_TASK ITEM:_
Lines in the listing below that include the word "DuplicateGroup" need to be copied.

_GIVEN DATA:_

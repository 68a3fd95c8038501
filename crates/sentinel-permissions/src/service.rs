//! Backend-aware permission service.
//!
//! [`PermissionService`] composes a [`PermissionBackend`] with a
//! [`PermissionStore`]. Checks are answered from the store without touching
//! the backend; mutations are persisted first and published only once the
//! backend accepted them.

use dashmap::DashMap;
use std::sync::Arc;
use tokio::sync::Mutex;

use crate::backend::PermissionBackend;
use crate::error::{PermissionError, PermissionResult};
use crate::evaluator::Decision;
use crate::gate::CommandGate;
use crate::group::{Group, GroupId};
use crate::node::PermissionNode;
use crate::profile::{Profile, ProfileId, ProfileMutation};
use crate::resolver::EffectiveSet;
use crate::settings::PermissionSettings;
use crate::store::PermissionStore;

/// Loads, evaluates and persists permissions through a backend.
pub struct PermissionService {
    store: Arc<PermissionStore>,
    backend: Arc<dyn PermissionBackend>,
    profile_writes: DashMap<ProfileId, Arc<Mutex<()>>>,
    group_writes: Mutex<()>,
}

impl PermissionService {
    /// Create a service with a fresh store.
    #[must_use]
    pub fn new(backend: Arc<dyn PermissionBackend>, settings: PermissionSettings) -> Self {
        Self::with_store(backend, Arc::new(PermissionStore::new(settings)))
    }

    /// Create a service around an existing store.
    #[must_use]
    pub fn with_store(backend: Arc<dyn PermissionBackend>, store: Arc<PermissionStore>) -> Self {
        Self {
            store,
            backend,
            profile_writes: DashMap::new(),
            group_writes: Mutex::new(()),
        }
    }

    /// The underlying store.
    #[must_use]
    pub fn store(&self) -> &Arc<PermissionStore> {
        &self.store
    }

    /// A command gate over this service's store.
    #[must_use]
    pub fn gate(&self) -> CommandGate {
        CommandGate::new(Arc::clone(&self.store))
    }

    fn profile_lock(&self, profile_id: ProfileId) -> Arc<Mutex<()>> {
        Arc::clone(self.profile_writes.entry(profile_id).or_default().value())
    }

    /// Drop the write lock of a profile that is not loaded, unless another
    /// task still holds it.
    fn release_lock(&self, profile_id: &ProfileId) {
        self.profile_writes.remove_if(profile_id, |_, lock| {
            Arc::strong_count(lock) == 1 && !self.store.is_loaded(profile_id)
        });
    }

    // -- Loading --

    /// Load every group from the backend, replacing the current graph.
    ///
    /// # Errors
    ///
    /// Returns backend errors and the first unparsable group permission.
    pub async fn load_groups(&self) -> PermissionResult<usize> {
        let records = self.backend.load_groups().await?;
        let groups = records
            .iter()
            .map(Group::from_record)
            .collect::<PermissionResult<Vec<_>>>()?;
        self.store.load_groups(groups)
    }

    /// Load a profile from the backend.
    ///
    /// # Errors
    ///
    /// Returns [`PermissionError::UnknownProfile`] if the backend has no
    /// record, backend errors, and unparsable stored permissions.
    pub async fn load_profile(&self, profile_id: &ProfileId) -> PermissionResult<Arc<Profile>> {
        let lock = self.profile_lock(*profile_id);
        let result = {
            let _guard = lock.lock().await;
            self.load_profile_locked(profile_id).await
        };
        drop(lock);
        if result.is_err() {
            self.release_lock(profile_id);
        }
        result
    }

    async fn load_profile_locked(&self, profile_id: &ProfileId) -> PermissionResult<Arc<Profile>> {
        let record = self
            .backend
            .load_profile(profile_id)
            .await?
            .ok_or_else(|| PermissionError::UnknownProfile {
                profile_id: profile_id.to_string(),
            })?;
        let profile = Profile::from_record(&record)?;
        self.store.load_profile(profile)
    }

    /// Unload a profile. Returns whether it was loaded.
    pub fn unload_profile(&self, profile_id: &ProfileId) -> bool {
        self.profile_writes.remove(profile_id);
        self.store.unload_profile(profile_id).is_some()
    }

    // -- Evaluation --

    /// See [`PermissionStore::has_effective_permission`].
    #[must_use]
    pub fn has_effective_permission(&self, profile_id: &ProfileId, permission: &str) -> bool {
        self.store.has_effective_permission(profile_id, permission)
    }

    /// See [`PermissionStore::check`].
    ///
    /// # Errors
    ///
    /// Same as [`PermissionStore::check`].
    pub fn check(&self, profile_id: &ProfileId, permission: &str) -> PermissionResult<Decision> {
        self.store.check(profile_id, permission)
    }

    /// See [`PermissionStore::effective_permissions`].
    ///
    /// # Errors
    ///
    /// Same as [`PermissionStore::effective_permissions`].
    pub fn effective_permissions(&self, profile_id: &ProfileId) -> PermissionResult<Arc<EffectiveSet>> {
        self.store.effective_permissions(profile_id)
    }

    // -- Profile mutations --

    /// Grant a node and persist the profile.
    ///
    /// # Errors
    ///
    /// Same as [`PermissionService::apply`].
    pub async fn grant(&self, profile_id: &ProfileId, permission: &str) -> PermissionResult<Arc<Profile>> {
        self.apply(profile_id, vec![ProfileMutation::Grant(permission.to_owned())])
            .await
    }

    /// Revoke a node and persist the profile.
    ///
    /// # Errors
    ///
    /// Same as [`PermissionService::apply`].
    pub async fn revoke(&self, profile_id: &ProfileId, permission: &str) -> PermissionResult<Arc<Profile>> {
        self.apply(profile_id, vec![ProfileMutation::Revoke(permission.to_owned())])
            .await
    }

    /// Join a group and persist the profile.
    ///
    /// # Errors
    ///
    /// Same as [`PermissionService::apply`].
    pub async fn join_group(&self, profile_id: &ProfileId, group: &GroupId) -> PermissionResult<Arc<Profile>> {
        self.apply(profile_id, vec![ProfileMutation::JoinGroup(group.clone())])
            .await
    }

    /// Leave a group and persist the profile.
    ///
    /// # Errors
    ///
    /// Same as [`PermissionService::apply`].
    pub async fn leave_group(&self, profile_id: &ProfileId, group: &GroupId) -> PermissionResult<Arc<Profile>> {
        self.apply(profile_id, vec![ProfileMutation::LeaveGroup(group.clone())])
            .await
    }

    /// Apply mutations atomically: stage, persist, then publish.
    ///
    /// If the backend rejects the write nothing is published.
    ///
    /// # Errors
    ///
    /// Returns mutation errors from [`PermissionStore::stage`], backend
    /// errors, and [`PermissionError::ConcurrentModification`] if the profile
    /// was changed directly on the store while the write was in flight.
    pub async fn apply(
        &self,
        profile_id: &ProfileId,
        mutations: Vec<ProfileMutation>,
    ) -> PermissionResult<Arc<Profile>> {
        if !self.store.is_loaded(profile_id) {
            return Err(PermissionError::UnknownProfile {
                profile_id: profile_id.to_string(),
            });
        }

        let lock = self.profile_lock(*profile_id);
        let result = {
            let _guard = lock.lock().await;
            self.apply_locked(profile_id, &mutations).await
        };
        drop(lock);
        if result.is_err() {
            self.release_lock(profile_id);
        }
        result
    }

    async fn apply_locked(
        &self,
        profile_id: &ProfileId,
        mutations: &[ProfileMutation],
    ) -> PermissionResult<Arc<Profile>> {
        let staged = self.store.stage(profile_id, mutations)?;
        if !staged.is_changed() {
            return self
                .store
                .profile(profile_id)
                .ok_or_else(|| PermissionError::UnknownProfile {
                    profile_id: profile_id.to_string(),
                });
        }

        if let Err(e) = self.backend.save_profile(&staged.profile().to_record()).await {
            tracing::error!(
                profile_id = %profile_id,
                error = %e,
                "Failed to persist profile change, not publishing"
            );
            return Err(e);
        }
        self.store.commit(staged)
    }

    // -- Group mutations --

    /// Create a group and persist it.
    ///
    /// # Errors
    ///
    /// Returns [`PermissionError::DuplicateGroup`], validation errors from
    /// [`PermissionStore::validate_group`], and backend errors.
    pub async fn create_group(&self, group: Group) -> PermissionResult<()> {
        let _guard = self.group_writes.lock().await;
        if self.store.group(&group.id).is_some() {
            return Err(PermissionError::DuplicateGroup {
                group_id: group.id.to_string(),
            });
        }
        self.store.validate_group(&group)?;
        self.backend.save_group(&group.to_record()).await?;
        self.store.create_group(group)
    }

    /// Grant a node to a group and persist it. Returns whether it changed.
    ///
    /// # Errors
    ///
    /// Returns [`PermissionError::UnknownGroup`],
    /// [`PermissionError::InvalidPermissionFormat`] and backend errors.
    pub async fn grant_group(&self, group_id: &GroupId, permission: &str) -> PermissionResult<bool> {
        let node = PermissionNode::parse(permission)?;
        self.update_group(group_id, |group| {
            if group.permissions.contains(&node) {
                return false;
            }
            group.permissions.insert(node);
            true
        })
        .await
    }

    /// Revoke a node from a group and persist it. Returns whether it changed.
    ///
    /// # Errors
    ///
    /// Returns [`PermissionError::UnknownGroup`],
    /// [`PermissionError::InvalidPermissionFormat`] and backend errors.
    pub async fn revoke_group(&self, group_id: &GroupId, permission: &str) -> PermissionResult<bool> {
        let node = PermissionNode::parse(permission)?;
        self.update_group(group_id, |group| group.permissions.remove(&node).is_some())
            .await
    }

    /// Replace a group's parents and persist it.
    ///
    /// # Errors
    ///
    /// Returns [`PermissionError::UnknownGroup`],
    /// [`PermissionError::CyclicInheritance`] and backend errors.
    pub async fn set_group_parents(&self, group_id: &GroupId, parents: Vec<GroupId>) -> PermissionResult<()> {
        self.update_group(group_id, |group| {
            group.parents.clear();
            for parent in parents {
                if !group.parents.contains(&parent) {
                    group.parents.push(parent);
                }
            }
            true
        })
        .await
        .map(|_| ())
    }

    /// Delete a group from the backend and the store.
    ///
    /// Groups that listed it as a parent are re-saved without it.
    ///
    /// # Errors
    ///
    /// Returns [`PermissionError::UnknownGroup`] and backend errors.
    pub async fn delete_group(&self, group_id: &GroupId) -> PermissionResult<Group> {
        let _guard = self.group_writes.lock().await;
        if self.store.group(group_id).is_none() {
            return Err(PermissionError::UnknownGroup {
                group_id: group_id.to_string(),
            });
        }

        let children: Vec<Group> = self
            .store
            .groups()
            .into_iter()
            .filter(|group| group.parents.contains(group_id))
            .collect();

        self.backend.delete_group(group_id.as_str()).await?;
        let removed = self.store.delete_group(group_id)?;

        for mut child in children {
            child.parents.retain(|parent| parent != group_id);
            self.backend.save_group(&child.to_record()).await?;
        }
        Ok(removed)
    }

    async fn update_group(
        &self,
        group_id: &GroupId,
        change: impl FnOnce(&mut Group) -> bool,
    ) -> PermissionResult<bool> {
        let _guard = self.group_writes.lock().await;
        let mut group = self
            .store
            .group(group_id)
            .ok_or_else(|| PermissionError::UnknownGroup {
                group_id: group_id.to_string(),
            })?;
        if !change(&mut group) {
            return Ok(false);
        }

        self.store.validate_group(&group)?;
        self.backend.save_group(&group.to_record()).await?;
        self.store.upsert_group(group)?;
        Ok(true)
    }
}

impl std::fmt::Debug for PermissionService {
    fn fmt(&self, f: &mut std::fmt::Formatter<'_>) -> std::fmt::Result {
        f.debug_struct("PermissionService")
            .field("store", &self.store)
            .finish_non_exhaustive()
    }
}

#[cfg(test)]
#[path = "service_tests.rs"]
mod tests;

_YOUR RESPONSE:_
    /// Returns [`PermissionError::DuplicateGroup`], validation errors from
            return Err(PermissionError::DuplicateGroup {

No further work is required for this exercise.